Ghana, a country in the western part of Africa, has a population of approximately 31 million with a very rich culture. The population is mainly composed of three main sects of religion: Christianity, Islam, and the traditional religions. According to the 2021 census of Ghanaians, 71.3% are Christians, 19.9% Muslims, 3.2% Traditionalists, and 3.6% belong to other forms of religion. All these groups believe in God but worship him differently. Ghanaians are very religious and believe that whatever happens to them has a spiritual basis; they also recognize the role of the supernatural in healing diseases.
History has it that, during the precolonial era, the population relied on the traditional priest and the use of herbs for healing, as sickness was believed to be caused by spirits. The traditional leader and herbalist either employed herbs or incantations to exorcise the spirit—or both—to heal the sick. Some people were healed, others were not!
Also, during the colonial era, people had to travel several miles to missionary hospitals to seek healthcare if the priest's traditional healing method did not work. While the sick were at the missionary hospitals, health professionals shared the saving grace of Jesus with them while using medical approaches. Many of these patients accepted Jesus as Savior, which is now evident in the religious statistics stated earlier.
Health evangelism uses the fundamental laws of health to speak to souls. Health professionals in Ghana employ two main ways to reach their society with health evangelism: the hospital and the community. Though it is common for pastors and evangelists to come to the hospitals to share the Word of God with sick people every morning—this is called morning devotion in Ghana—it is also not uncommon to see health professionals playing this role. Though some physicians occasionally do this, this health evangelism role is mostly played by Christian nurses, as they spend more time with the patients. Before giving morning medications, the nurses lead patients through a session of prayer and worship, and the Word of God is shared. Those who want to give their lives to Christ are led to do so.
From personal experience as a health evangelist, the prayers and words of encouragement given to patients offer them hope and help them to forgive themselves and those who may have wronged them. Ghanaians tend to have confidence in the nurses providing this spiritual care and may open up to them, contributing to an earlier recovery or peaceful death.
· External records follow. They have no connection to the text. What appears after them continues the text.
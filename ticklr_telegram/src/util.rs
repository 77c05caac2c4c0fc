use teloxide::types::{CallbackQuery, MaybeInaccessibleMessage, Message};

use ticklr_models::reminder::OwnerId;

pub fn try_get_message_from_query(query: &CallbackQuery) -> Option<&Message> {
    query.message.as_ref().and_then(|msg| match msg {
        MaybeInaccessibleMessage::Inaccessible(_) => None,
        MaybeInaccessibleMessage::Regular(message) => Some(message.as_ref()),
    })
}

/// Telegram user ids are positive and fit in an `i64`.
pub fn owner_of(message: &Message) -> Option<OwnerId> {
    message
        .from
        .as_ref()
        .and_then(|user| OwnerId::try_from(user.id.0).ok())
}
Another common means of health evangelizing is through community health evangelism. During Christian festivities such as Christmas or Easter, nongovernmental organizations and churches, as well as health science students in various university and college campuses, raise funds to organize free medical care for hard-to-reach communities in Ghana. During this period, the volunteer workers offer free medical services to the community; people in these communities otherwise would have to pay huge sums of money to access these services at the hospital. As a way of sustaining peoples' access to healthcare when sick, some of these Christian groups also enroll people on the National Health Insurance Scheme. Aside from providing healthcare, the groups reach out to the community to evangelize and organize crusades for residents. Miracles do happen during some of these crusades.
This community health evangelism is helpful as community members identified as having diseases requiring specialist attention are referred to nearby hospitals for further management. Common conditions identified during such health evangelism include tumors, hypertension, diabetes, and infected wounds. These conditions otherwise may have been attributed by the people affected to the doing of an evil person or as punishment for sins. Data from these medical outreaches are reported to the local health directorate for appropriate intervention and give an idea about the health or disease profile of the people.